Exercise goal>
Read the listing below and copy out every line that holds "IndexStore".
#### Material for the task ####
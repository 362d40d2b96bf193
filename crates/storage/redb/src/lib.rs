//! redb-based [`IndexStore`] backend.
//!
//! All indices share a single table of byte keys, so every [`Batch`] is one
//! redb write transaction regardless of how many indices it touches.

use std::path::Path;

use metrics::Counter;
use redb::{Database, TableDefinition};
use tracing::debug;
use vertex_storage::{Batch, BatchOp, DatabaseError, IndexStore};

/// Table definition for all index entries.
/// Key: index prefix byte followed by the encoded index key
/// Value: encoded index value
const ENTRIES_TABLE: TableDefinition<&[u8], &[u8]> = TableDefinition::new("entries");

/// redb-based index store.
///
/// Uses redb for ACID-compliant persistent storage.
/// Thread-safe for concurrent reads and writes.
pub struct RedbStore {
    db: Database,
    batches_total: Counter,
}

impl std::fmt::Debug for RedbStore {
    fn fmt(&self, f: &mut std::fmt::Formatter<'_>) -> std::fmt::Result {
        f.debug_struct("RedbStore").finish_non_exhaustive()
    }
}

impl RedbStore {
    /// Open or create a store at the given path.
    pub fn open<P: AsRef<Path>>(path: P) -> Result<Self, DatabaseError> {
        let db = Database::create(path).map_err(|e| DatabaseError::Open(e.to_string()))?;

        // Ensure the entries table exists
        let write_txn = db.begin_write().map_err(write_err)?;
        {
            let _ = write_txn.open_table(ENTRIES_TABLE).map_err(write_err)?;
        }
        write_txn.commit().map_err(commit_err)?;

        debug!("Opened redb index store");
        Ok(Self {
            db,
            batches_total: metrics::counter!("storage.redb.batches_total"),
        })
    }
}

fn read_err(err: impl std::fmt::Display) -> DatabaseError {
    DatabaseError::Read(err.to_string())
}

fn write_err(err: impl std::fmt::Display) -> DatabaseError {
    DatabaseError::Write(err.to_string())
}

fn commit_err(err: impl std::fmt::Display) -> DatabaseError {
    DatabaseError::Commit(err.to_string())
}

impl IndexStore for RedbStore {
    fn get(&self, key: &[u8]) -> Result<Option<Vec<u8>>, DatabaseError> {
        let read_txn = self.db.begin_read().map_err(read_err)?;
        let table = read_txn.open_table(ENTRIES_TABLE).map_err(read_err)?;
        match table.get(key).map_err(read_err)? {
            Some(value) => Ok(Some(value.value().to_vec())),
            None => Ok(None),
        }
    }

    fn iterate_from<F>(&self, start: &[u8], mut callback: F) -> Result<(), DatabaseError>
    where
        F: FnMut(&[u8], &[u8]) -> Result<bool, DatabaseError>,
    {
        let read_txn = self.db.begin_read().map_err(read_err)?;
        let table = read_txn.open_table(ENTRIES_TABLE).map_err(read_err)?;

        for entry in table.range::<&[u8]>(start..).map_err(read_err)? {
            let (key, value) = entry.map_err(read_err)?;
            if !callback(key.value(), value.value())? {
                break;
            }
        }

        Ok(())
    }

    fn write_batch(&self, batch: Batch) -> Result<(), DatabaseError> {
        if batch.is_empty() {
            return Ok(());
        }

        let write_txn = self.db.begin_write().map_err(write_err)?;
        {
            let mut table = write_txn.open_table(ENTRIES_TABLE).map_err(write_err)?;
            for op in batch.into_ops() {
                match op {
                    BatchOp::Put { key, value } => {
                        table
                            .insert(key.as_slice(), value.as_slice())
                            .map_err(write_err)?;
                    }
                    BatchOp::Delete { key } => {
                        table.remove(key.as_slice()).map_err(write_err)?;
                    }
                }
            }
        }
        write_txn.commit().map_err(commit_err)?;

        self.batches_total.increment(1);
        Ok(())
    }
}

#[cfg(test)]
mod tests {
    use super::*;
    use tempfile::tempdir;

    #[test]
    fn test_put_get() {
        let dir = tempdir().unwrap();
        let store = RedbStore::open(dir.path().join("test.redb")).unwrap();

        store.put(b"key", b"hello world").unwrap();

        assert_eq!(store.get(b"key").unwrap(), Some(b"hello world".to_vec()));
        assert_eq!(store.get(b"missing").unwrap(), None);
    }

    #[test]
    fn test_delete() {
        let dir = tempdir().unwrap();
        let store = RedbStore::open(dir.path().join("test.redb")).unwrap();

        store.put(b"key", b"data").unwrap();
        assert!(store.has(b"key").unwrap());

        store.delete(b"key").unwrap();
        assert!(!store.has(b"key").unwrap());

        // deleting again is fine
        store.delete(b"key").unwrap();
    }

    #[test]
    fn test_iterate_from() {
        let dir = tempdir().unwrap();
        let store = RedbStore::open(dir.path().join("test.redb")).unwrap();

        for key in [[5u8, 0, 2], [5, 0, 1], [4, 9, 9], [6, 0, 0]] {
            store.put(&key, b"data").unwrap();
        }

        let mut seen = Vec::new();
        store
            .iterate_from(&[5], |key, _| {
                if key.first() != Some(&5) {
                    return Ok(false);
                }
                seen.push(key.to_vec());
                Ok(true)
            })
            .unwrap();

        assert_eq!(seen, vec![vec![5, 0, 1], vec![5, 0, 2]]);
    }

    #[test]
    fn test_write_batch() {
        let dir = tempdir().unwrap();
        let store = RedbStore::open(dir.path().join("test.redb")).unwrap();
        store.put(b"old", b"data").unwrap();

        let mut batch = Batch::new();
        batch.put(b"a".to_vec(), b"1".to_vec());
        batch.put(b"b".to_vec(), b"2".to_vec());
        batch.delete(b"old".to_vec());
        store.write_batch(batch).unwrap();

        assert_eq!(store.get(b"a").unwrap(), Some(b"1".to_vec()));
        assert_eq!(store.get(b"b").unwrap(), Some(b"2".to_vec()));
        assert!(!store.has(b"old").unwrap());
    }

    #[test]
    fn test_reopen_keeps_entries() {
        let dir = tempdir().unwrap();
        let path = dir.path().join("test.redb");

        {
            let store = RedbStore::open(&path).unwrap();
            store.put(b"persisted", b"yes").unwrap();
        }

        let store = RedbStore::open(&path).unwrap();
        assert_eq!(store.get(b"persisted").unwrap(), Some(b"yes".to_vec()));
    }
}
####
#### Material for the task ####
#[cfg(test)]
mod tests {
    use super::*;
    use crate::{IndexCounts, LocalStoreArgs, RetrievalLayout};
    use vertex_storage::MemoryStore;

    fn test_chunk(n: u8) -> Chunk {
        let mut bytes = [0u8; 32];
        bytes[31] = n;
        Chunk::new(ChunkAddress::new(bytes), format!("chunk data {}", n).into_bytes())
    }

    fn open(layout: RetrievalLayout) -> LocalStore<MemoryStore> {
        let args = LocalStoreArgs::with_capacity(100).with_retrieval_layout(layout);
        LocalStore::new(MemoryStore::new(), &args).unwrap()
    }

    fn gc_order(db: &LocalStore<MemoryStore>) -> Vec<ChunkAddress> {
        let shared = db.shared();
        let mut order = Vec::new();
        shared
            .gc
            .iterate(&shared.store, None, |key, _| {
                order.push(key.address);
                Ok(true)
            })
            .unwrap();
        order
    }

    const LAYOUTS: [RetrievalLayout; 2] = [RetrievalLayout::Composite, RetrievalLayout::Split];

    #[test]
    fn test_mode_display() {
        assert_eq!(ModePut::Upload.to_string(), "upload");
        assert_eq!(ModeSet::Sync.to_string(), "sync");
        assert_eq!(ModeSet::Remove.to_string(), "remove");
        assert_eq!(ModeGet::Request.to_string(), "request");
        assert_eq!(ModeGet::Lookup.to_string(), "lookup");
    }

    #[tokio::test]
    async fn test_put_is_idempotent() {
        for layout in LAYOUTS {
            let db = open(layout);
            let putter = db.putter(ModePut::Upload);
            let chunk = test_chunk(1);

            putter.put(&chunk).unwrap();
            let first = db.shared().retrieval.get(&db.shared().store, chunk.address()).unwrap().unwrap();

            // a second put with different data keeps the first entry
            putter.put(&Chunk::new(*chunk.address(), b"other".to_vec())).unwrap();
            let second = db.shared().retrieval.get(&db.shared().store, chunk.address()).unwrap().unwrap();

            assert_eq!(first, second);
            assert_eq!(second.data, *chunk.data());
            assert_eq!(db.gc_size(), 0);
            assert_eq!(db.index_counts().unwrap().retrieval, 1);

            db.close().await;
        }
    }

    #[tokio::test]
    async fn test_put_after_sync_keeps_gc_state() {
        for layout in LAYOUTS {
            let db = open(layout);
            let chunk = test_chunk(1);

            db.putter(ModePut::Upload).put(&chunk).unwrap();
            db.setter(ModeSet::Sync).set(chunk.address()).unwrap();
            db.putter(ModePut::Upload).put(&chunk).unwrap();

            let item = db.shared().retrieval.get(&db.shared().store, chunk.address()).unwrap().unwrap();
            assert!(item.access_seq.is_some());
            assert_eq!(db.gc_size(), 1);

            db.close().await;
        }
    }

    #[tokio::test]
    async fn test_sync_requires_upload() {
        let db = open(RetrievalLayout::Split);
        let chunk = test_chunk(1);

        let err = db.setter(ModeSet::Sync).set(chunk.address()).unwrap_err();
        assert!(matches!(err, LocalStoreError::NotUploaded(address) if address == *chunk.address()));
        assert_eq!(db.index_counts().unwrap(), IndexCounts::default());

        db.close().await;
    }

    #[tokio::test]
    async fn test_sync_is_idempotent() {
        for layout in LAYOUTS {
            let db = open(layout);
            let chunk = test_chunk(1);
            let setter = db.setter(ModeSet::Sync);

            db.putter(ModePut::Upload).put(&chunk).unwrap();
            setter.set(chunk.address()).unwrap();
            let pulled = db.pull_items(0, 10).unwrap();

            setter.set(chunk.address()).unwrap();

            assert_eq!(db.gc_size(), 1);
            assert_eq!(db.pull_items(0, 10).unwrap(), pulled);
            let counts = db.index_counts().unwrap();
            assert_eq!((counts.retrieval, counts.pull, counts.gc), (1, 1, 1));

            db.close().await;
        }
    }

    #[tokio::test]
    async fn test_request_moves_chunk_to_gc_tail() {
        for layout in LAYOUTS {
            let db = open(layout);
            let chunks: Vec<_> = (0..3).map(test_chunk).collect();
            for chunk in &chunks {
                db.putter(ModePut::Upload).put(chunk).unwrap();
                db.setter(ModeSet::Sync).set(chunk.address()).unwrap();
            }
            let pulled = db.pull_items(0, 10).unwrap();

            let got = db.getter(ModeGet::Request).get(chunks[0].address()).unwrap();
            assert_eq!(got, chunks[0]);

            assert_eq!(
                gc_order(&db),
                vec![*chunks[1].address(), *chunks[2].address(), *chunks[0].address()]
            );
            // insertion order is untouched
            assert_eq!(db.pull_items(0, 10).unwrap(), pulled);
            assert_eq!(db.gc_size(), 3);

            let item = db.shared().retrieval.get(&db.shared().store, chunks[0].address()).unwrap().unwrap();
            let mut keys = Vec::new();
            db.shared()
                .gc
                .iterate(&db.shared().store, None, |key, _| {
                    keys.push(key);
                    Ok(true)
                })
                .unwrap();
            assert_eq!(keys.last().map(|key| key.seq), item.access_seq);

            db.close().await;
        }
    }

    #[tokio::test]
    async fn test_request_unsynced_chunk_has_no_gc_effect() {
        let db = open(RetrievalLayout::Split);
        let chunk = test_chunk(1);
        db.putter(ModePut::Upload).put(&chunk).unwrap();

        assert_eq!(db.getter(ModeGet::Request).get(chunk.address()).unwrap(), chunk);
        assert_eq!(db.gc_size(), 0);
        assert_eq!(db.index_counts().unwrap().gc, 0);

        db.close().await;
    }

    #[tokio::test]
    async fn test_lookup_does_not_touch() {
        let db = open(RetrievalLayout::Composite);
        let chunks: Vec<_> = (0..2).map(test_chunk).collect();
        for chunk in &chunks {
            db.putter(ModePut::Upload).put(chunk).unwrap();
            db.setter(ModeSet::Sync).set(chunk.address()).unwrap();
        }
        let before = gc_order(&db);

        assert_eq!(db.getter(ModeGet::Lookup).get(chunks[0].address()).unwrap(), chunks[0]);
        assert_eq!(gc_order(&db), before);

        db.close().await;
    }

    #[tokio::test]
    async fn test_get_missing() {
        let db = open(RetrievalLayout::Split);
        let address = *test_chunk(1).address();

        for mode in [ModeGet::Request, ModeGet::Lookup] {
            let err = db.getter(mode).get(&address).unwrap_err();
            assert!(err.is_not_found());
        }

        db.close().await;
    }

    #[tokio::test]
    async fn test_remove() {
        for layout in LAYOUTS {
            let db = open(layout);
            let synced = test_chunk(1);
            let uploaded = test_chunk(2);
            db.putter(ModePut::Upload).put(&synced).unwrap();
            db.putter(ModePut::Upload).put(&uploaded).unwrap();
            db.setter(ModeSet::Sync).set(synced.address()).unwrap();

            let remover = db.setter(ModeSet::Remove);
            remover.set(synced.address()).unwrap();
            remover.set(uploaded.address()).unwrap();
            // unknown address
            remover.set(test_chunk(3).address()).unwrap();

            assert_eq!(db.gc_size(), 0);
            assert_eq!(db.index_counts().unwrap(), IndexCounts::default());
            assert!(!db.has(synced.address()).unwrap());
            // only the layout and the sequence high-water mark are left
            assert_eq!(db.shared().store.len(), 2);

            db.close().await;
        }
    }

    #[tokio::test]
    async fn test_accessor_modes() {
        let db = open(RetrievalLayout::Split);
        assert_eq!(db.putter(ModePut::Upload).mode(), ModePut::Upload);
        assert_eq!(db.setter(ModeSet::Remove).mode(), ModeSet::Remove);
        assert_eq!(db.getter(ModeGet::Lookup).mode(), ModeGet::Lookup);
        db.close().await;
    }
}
####
Task answer>
//! redb-based [`IndexStore`] backend.
use vertex_storage::{Batch, BatchOp, DatabaseError, IndexStore};
impl IndexStore for RedbStore {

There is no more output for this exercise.